§ **Action item**:
Scan the entries that follow for the word "Authorized", then report every line in which it appears.

(Dataset entries)
▬▬▬▬▬▬▬▬▬▬
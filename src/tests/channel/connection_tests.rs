use super::*;
use crate::channel::ChannelEvent;
use crate::test_support::{FakeConnector, item};

fn request() -> ChannelRequest {
    ChannelRequest {
        url: "ws://list.example.test/ws".to_string(),
        cookie: Some("sid=abc".to_string()),
    }
}

fn manager(connector: &FakeConnector) -> (ConnectionManager, mpsc::UnboundedReceiver<EngineEvent>) {
    let (tx, rx) = mpsc::unbounded_channel();
    (ConnectionManager::new(Box::new(connector.clone()), tx), rx)
}

#[test]
fn lifecycle_follows_state_machine() {
    let connector = FakeConnector::default();
    let (mut conn, _rx) = manager(&connector);
    assert_eq!(conn.state(), ConnectionState::Idle);

    assert!(conn.open(request()));
    assert_eq!(conn.state(), ConnectionState::Connecting);
    assert_eq!(connector.last_request(), Some(request()));

    conn.on_connected();
    assert_eq!(conn.state(), ConnectionState::Connected);

    conn.on_disconnected();
    assert_eq!(conn.state(), ConnectionState::Disconnected);
    assert!(!conn.has_channel());
}

#[test]
fn second_open_is_a_no_op() {
    let connector = FakeConnector::default();
    let (mut conn, _rx) = manager(&connector);
    assert!(conn.open(request()));
    let epoch = conn.epoch();
    assert!(!conn.open(request()));
    assert_eq!(connector.open_count(), 1);
    assert_eq!(conn.epoch(), epoch);
}

#[test]
fn close_returns_to_idle_and_bumps_epoch() {
    let connector = FakeConnector::default();
    let (mut conn, _rx) = manager(&connector);
    conn.open(request());
    conn.on_connected();
    let epoch = conn.epoch();

    conn.close();
    assert_eq!(conn.state(), ConnectionState::Idle);
    assert!(!conn.has_channel());
    assert!(conn.epoch() > epoch);
}

#[test]
fn send_without_channel_is_dropped() {
    let connector = FakeConnector::default();
    let (mut conn, _rx) = manager(&connector);
    assert!(!conn.send(ClientFrame::ItemDel(item("1", "x"))));

    conn.open(request());
    assert!(conn.send(ClientFrame::ItemDel(item("1", "x"))));
    assert_eq!(connector.take_sent().len(), 1);
}

#[test]
fn sink_stamps_events_with_epoch() {
    let connector = FakeConnector::default();
    let (mut conn, mut rx) = manager(&connector);
    conn.open(request());
    let sink = connector.last_sink().expect("sink");
    assert!(sink.emit(ChannelEvent::Connect));
    match rx.try_recv() {
        Ok(EngineEvent::Channel { epoch, event }) => {
            assert_eq!(epoch, conn.epoch());
            assert_eq!(event, ChannelEvent::Connect);
        }
        other => panic!("unexpected {:?}", other),
    }
}
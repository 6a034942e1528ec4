use super::*;
use crate::test_support::item;

#[test]
fn validate_reports_first_missing_field_in_form_order() {
    let mut draft = ItemDraft::new("", "", 0);
    assert_eq!(draft.validate(), Err(DraftError::MissingName));

    draft.name = "Milk".to_string();
    assert_eq!(draft.validate(), Err(DraftError::MissingDescription));

    draft.description = "2%".to_string();
    assert_eq!(draft.validate(), Err(DraftError::InvalidCount));

    draft.count = 2;
    assert_eq!(draft.validate(), Ok(()));
}

#[test]
fn draft_errors_read_like_form_messages() {
    assert_eq!(DraftError::MissingName.to_string(), "Enter Item Name!");
    assert_eq!(
        DraftError::MissingDescription.to_string(),
        "Enter Item Description!"
    );
    assert_eq!(DraftError::InvalidCount.to_string(), "Enter Valid Quantity!");
}

#[test]
fn draft_serializes_without_id_or_empty_color() -> anyhow::Result<()> {
    let draft = ItemDraft::new("Eggs", "dozen", 12);
    let v = serde_json::to_value(&draft)?;
    assert_eq!(
        v,
        serde_json::json!({"name": "Eggs", "description": "dozen", "count": 12})
    );
    Ok(())
}

#[test]
fn apply_to_keeps_identity_and_tombstone() {
    let mut target = item("a1", "Bread");
    target.color = "#e74c3c".to_string();
    let draft = ItemDraft::new("Rye bread", "sliced", 3);
    draft.apply_to(&mut target);

    assert_eq!(target.id.as_str(), "a1");
    assert_eq!(target.name, "Rye bread");
    assert_eq!(target.description, "sliced");
    assert_eq!(target.count, 3);
    assert_eq!(target.color, "#e74c3c");
    assert!(!target.is_deleted);
}

#[test]
fn image_file_becomes_data_url() -> anyhow::Result<()> {
    let tmp = tempfile::tempdir()?;
    let path = tmp.path().join("pic.PNG");
    std::fs::write(&path, b"abc")?;

    let draft = ItemDraft::new("Tea", "green", 1).with_image_file(&path)?;
    assert_eq!(draft.image.as_deref(), Some("data:image/png;base64,YWJj"));
    Ok(())
}

#[test]
fn item_accepts_legacy_date_deleted_and_server_field_names() -> anyhow::Result<()> {
    let raw = serde_json::json!({
        "_id": "64f0",
        "name": "Soap",
        "description": "bar",
        "count": 2,
        "color": "#2ecc71",
        "isDeleted": true,
        "dateDeleted": "2023-05-01T12:00:00.000Z",
        "userId": "someone"
    });
    let parsed: Item = serde_json::from_value(raw)?;
    assert_eq!(parsed.id.as_str(), "64f0");
    assert!(parsed.is_deleted);
    assert_eq!(
        parsed.deleted_at.map(|t| t.unix_timestamp()),
        Some(1_682_942_400)
    );

    let out = serde_json::to_value(&parsed)?;
    assert_eq!(out["_id"], "64f0");
    assert_eq!(out["isDeleted"], true);
    assert!(out.get("deletedAt").is_some());
    Ok(())
}

#[test]
fn normalized_strips_deleted_at_from_live_items() {
    let mut it = item("x", "Salt");
    it.deleted_at = Some(crate::test_support::at(1_000));
    let it = it.normalized();
    assert!(it.deleted_at.is_none());
}
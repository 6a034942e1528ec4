use std::time::Duration;

use anyhow::{Context, Result};
use time::OffsetDateTime;

use shoplist::engine::{Engine, ListStatus, LoadState};
use shoplist::items::days_since_deletion;
use shoplist::model::{Item, ItemDraft, ItemId};
use shoplist::remote::{AuthError, LOGIN_FALLBACK, REGISTER_FALLBACK, Registration};
use shoplist::session::{AuthState, SessionGate, Theme};
use shoplist::store::LocalStore;

use crate::cli_runtime::build_config;
use crate::{Commands, GlobalOpts};

const CONNECT_TIMEOUT: Duration = Duration::from_secs(10);
const ECHO_TIMEOUT: Duration = Duration::from_secs(5);

pub(crate) async fn handle_command(opts: &GlobalOpts, command: Commands) -> Result<()> {
    match command {
        Commands::Theme { theme } => handle_theme(opts, theme),
        Commands::Login { email, password } => {
            let mut engine = open_engine(opts)?;
            engine
                .login(&email, &password)
                .await
                .map_err(|err| auth_failure(err, LOGIN_FALLBACK))?;
            wait_for_list(&mut engine).await?;
            println!("Logged in ({} items)", engine.active_items().len());
            Ok(())
        }
        Commands::Register {
            email,
            password,
            password_confirm,
            accept_terms,
        } => {
            let engine = open_engine(opts)?;
            let form = Registration {
                email,
                password,
                password_confirm,
                accepted_terms: accept_terms,
            };
            let msg = engine
                .register(&form)
                .await
                .map_err(|err| auth_failure(err, REGISTER_FALLBACK))?;
            println!("{}", msg);
            Ok(())
        }
        Commands::Logoff => {
            let mut engine = open_engine(opts)?;
            engine.logoff().await?;
            println!("Logged off");
            Ok(())
        }
        Commands::List { trash, json } => {
            let engine = connect(opts).await?;
            print_list(&engine, trash, json)
        }
        Commands::Watch { trash, json } => watch(opts, trash, json).await,
        Commands::Add {
            name,
            description,
            count,
            image,
        } => {
            let mut draft = ItemDraft::new(name, description, count);
            if let Some(path) = image {
                draft = draft.with_image_file(&path)?;
            }
            draft.validate()?;
            let mut engine = connect(opts).await?;
            let before = engine.revision();
            ensure_sent(engine.request_add(draft))?;
            settle(&mut engine, |e| e.revision() > before).await;
            print_list(&engine, false, false)
        }
        Commands::Edit {
            id,
            name,
            description,
            count,
            image,
        } => {
            let mut engine = connect(opts).await?;
            let id = resolve_id(&engine, &id)?;
            let Some(current) = engine.items().get(&id) else {
                anyhow::bail!("item {} not found", id);
            };
            let mut item = current.clone();
            let mut draft = ItemDraft::from(&item);
            if let Some(name) = name {
                draft.name = name;
            }
            if let Some(description) = description {
                draft.description = description;
            }
            if let Some(count) = count {
                draft.count = count;
            }
            if let Some(path) = image {
                draft = draft.with_image_file(&path)?;
            }
            draft.validate()?;
            draft.apply_to(&mut item);

            let before = engine.revision();
            ensure_sent(engine.request_update(&item))?;
            settle(&mut engine, |e| e.revision() > before).await;
            print_list(&engine, false, false)
        }
        Commands::Trash { id } => {
            let mut engine = connect(opts).await?;
            let id = resolve_id(&engine, &id)?;
            ensure_sent(engine.request_trash(&id))?;
            // Trashing is applied locally first; wait for the echo on top of that.
            let before = engine.revision();
            settle(&mut engine, |e| e.revision() > before).await;
            print_list(&engine, true, false)
        }
        Commands::Restore { id } => {
            let mut engine = connect(opts).await?;
            let id = resolve_id(&engine, &id)?;
            ensure_sent(engine.request_restore(&id))?;
            let before = engine.revision();
            settle(&mut engine, |e| e.revision() > before).await;
            print_list(&engine, false, false)
        }
        Commands::Delete { id } => {
            let mut engine = connect(opts).await?;
            let id = resolve_id(&engine, &id)?;
            ensure_sent(engine.request_hard_delete(&id))?;
            settle(&mut engine, |e| !e.items().contains(&id)).await;
            print_list(&engine, true, false)
        }
    }
}

fn ensure_sent(sent: bool) -> Result<()> {
    if !sent {
        anyhow::bail!("channel closed before the change could be sent");
    }
    Ok(())
}

fn handle_theme(opts: &GlobalOpts, theme: Option<String>) -> Result<()> {
    let dir = match &opts.state_dir {
        Some(dir) => dir.clone(),
        None => shoplist::config::default_state_dir()?,
    };
    let store = LocalStore::open(&dir)?;
    let mut gate = SessionGate::new();
    gate.restore_preferences(&store);
    if let Some(theme) = theme {
        let theme: Theme = theme.parse()?;
        store.set_theme(theme).context("save theme")?;
        gate.set_theme(theme);
    }
    println!("{}", gate.theme());
    Ok(())
}

fn open_engine(opts: &GlobalOpts) -> Result<Engine> {
    let mut engine = Engine::new(build_config(opts)?)?;
    engine.restore_preferences();
    Ok(engine)
}

fn auth_failure(err: AuthError, fallback: &str) -> anyhow::Error {
    if let AuthError::Transport(inner) = &err {
        tracing::debug!("{:#}", inner);
    }
    anyhow::anyhow!(err.user_message(fallback))
}

/// Resumes the saved session and waits for the initial list.
async fn connect(opts: &GlobalOpts) -> Result<Engine> {
    let mut engine = open_engine(opts)?;
    if !engine.resume()? {
        anyhow::bail!("not logged in (run `shoplist login --email ...`)");
    }
    wait_for_list(&mut engine).await?;
    Ok(engine)
}

async fn wait_for_list(engine: &mut Engine) -> Result<()> {
    let ready = engine
        .pump_until(CONNECT_TIMEOUT, |e| {
            e.load_state() == LoadState::Loaded || e.auth_state() == AuthState::Unauthenticated
        })
        .await;
    if engine.auth_state() == AuthState::Unauthenticated {
        let reason = engine.last_error().unwrap_or("session rejected");
        anyhow::bail!("channel closed: {} (log in again)", reason);
    }
    if !ready {
        anyhow::bail!("timed out waiting for the item list");
    }
    Ok(())
}

/// Gives the authority a bounded window to echo a change back.
async fn settle<F>(engine: &mut Engine, done: F)
where
    F: FnMut(&Engine) -> bool,
{
    if !engine.pump_until(ECHO_TIMEOUT, done).await {
        eprintln!("warning: no confirmation from the server yet");
    }
}

async fn watch(opts: &GlobalOpts, trash: bool, json: bool) -> Result<()> {
    let mut engine = connect(opts).await?;
    print_list(&engine, trash, json)?;
    let mut seen = engine.revision();
    loop {
        tokio::select! {
            _ = tokio::signal::ctrl_c() => return Ok(()),
            event = engine.next_event() => {
                let Some(event) = event else {
                    return Ok(());
                };
                engine.apply(event);
            }
        }
        if engine.auth_state() == AuthState::Unauthenticated {
            let reason = engine.last_error().unwrap_or("session ended");
            anyhow::bail!("channel closed: {}", reason);
        }
        if !engine.has_channel() {
            eprintln!("disconnected");
            return Ok(());
        }
        if engine.revision() != seen {
            seen = engine.revision();
            print_list(&engine, trash, json)?;
        }
    }
}

fn resolve_id(engine: &Engine, input: &str) -> Result<ItemId> {
    let exact = ItemId::from(input);
    if engine.items().contains(&exact) {
        return Ok(exact);
    }
    let matches: Vec<&Item> = engine
        .items()
        .iter()
        .filter(|i| i.id.as_str().starts_with(input))
        .collect();
    match matches.as_slice() {
        [one] => Ok(one.id.clone()),
        [] => anyhow::bail!("no item with id {}", input),
        _ => anyhow::bail!("id prefix {} is ambiguous ({} matches)", input, matches.len()),
    }
}

fn print_list(engine: &Engine, trash: bool, json: bool) -> Result<()> {
    let items = if trash {
        engine.trashed_items()
    } else {
        engine.active_items()
    };
    if json {
        println!(
            "{}",
            serde_json::to_string_pretty(&items).context("serialize items json")?
        );
        return Ok(());
    }

    if trash {
        if items.is_empty() {
            println!("Nothing Trashed...");
        }
        let now = OffsetDateTime::now_utc();
        for item in items {
            println!(
                "{}  {} x{}  (trashed {} days ago)",
                short_id(&item.id),
                item.name,
                item.count,
                days_since_deletion(item, now)
            );
        }
        return Ok(());
    }

    match engine.list_status() {
        ListStatus::Loading => println!("Loading Data..."),
        ListStatus::LoadedEmpty => println!("No Items..."),
        ListStatus::Loaded(_) => {
            for item in items {
                println!(
                    "{}  {} x{}  {}",
                    short_id(&item.id),
                    item.name,
                    item.count,
                    item.description
                );
            }
        }
    }
    Ok(())
}

fn short_id(id: &ItemId) -> String {
    id.as_str().chars().take(8).collect()
}

#[cfg(test)]
#[path = "tests/cli_exec_tests.rs"]
mod tests;
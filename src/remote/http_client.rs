use anyhow::Context;

use super::*;

impl RemoteClient {
    pub(super) fn url(&self, path: &str) -> String {
        self.endpoints.url(path)
    }

    /// Turns a non-2xx response into a rejection carrying the most specific message the body
    /// offers: `error[0]`, then `message`, then the status reason, then `fallback`.
    pub(super) async fn ensure_ok(
        &self,
        resp: reqwest::Response,
        label: &str,
        fallback: &str,
    ) -> std::result::Result<reqwest::Response, AuthError> {
        let status = resp.status();
        if status.is_success() {
            return Ok(resp);
        }
        let body: serde_json::Value = resp
            .json()
            .await
            .unwrap_or(serde_json::Value::Null);
        let msg = extract_error_message(&body)
            .or_else(|| status.canonical_reason().map(str::to_string))
            .unwrap_or_else(|| fallback.to_string());
        tracing::debug!(%status, "{} rejected: {}", label, msg);
        Err(AuthError::Rejected(msg))
    }

    pub(super) async fn send(
        &self,
        req: reqwest::RequestBuilder,
        label: &str,
    ) -> std::result::Result<reqwest::Response, AuthError> {
        let resp = req.send().await.with_context(|| label.to_string())?;
        Ok(resp)
    }
}

/// Pulls a user-facing message out of a structured error body.
pub fn extract_error_message(body: &serde_json::Value) -> Option<String> {
    let from_error = match body.get("error") {
        Some(serde_json::Value::Array(list)) => list
            .first()
            .and_then(|v| v.as_str())
            .map(str::to_string),
        Some(serde_json::Value::String(s)) => Some(s.clone()),
        _ => None,
    };
    from_error
        .or_else(|| {
            body.get("message")
                .and_then(|m| m.as_str())
                .map(str::to_string)
        })
        .filter(|s| !s.is_empty())
}

#[cfg(test)]
#[path = "../tests/remote/http_client_tests.rs"]
mod tests;
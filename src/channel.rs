//! Live channel to the authority: event types, framing, and connection lifecycle.

use tokio::sync::mpsc;

use crate::engine::EngineEvent;
use crate::model::{Item, ItemRef};

mod connection;
pub mod wire;
mod ws;

pub use self::connection::{ChannelHandle, ChannelRequest, ConnectionManager, ConnectionState, Connector};
pub use self::wire::ClientFrame;
pub use self::ws::WsConnector;

/// Everything the channel can report, in the order the transport delivered it.
///
/// `Connect`, `Disconnect` and transport failures are synthesized from the socket lifecycle;
/// the rest arrive as frames from the authority.
#[derive(Clone, Debug, PartialEq, Eq)]
pub enum ChannelEvent {
    Connect,
    Disconnect,
    Authorized,
    Error(String),
    NewItem(Item),
    UpdateItem(Item),
    RemoveItem(ItemRef),
}

impl ChannelEvent {
    pub fn name(&self) -> &'static str {
        match self {
            ChannelEvent::Connect => "connect",
            ChannelEvent::Disconnect => "disconnect",
            ChannelEvent::Authorized => "authorized",
            ChannelEvent::Error(_) => "error",
            ChannelEvent::NewItem(_) => "new-item",
            ChannelEvent::UpdateItem(_) => "update-item",
            ChannelEvent::RemoveItem(_) => "remove-item",
        }
    }
}

/// Producer end of the engine inbox, stamped with the connection epoch it belongs to.
#[derive(Clone, Debug)]
pub struct EventSink {
    epoch: u64,
    tx: mpsc::UnboundedSender<EngineEvent>,
}

impl EventSink {
    pub fn new(epoch: u64, tx: mpsc::UnboundedSender<EngineEvent>) -> Self {
        Self { epoch, tx }
    }

    pub fn epoch(&self) -> u64 {
        self.epoch
    }

    /// Returns false once the engine is gone.
    pub fn emit(&self, event: ChannelEvent) -> bool {
        self.tx
            .send(EngineEvent::Channel {
                epoch: self.epoch,
                event,
            })
            .is_ok()
    }
}
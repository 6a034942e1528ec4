use std::path::PathBuf;

use anyhow::{Context, Result};
use serde::{Deserialize, Serialize};

pub const DEFAULT_CHANNEL_PATH: &str = "/ws";

/// How item events that reach the client before the initial snapshot are treated.
#[derive(Clone, Copy, Debug, Default, PartialEq, Eq, Serialize, Deserialize, clap::ValueEnum)]
#[serde(rename_all = "kebab-case")]
pub enum EventOrdering {
    /// Queue them and replay them, in arrival order, on top of the snapshot.
    #[default]
    BufferUntilSnapshot,
    /// Discard them; there is no list to apply them to yet.
    DropUntilSnapshot,
    /// Apply them immediately. The snapshot may later overwrite them.
    Passthrough,
}

#[derive(Clone, Debug)]
pub struct ClientConfig {
    /// `host[:port]` of the authority.
    pub server_addr: String,
    /// Plaintext `ws`/`http` instead of `wss`/`https`.
    pub insecure: bool,
    pub channel_path: String,
    pub state_dir: PathBuf,
    pub ordering: EventOrdering,
    /// A `new-item` for an id already listed replaces that entry instead of appending.
    pub dedupe_created: bool,
}

impl ClientConfig {
    pub fn new(server_addr: impl Into<String>, state_dir: PathBuf) -> Self {
        Self {
            server_addr: server_addr.into(),
            insecure: false,
            channel_path: DEFAULT_CHANNEL_PATH.to_string(),
            state_dir,
            ordering: EventOrdering::default(),
            dedupe_created: true,
        }
    }

    pub fn endpoints(&self) -> Result<Endpoints> {
        Endpoints::new(&self.server_addr, self.insecure, &self.channel_path)
    }
}

/// Default state directory: `<config dir>/shoplist`.
pub fn default_state_dir() -> Result<PathBuf> {
    let base = dirs::config_dir().context("no config directory for this platform")?;
    Ok(base.join("shoplist"))
}

/// Concrete URLs derived from the server address and the insecure toggle.
#[derive(Clone, Debug, PartialEq, Eq)]
pub struct Endpoints {
    pub http_base: String,
    pub channel_url: String,
}

impl Endpoints {
    pub fn new(server_addr: &str, insecure: bool, channel_path: &str) -> Result<Self> {
        let addr = server_addr.trim().trim_end_matches('/');
        if addr.is_empty() {
            anyhow::bail!("server address is required (set --server or SHOPLIST_SERVER)");
        }
        if addr.contains("://") {
            anyhow::bail!(
                "server address must not include a scheme (got {}); use --insecure for plaintext",
                addr
            );
        }
        let (http, ws) = if insecure {
            ("http", "ws")
        } else {
            ("https", "wss")
        };
        let path = if channel_path.starts_with('/') {
            channel_path.to_string()
        } else {
            format!("/{}", channel_path)
        };
        Ok(Self {
            http_base: format!("{}://{}", http, addr),
            channel_url: format!("{}://{}{}", ws, addr, path),
        })
    }

    pub fn url(&self, path: &str) -> String {
        format!("{}{}", self.http_base, path)
    }
}

#[cfg(test)]
#[path = "tests/config_tests.rs"]
mod tests;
▬▬▬▬▬▬▬▬▬▬
§ **Result of this exercise**:
    Authorized,
            ChannelEvent::Authorized => "authorized",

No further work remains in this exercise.